## Task brief
Once the line containing "pub fn init_tracing(log_level: &str)" has been printed, stop; print every line before it exactly, starting at the top of the material below.

────

use tracing_subscriber::{fmt, layer::SubscriberExt, util::SubscriberInitExt, EnvFilter};

/// Logs go to stderr so command output on stdout stays clean.
pub fn init_tracing(log_level: &str) {
    let env_filter = EnvFilter::try_new(log_level).unwrap_or_else(|_| EnvFilter::new("info"));
    let stderr_layer = fmt::layer()
        .with_writer(std::io::stderr)
        .with_target(true);

    tracing_subscriber::registry()
        .with(env_filter)
        .with(stderr_layer)
        .init();
}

────

## Exercise response
use tracing_subscriber::{fmt, layer::SubscriberExt, util::SubscriberInitExt, EnvFilter};

/// Logs go to stderr so command output on stdout stays clean.
pub fn init_tracing(log_level: &str) {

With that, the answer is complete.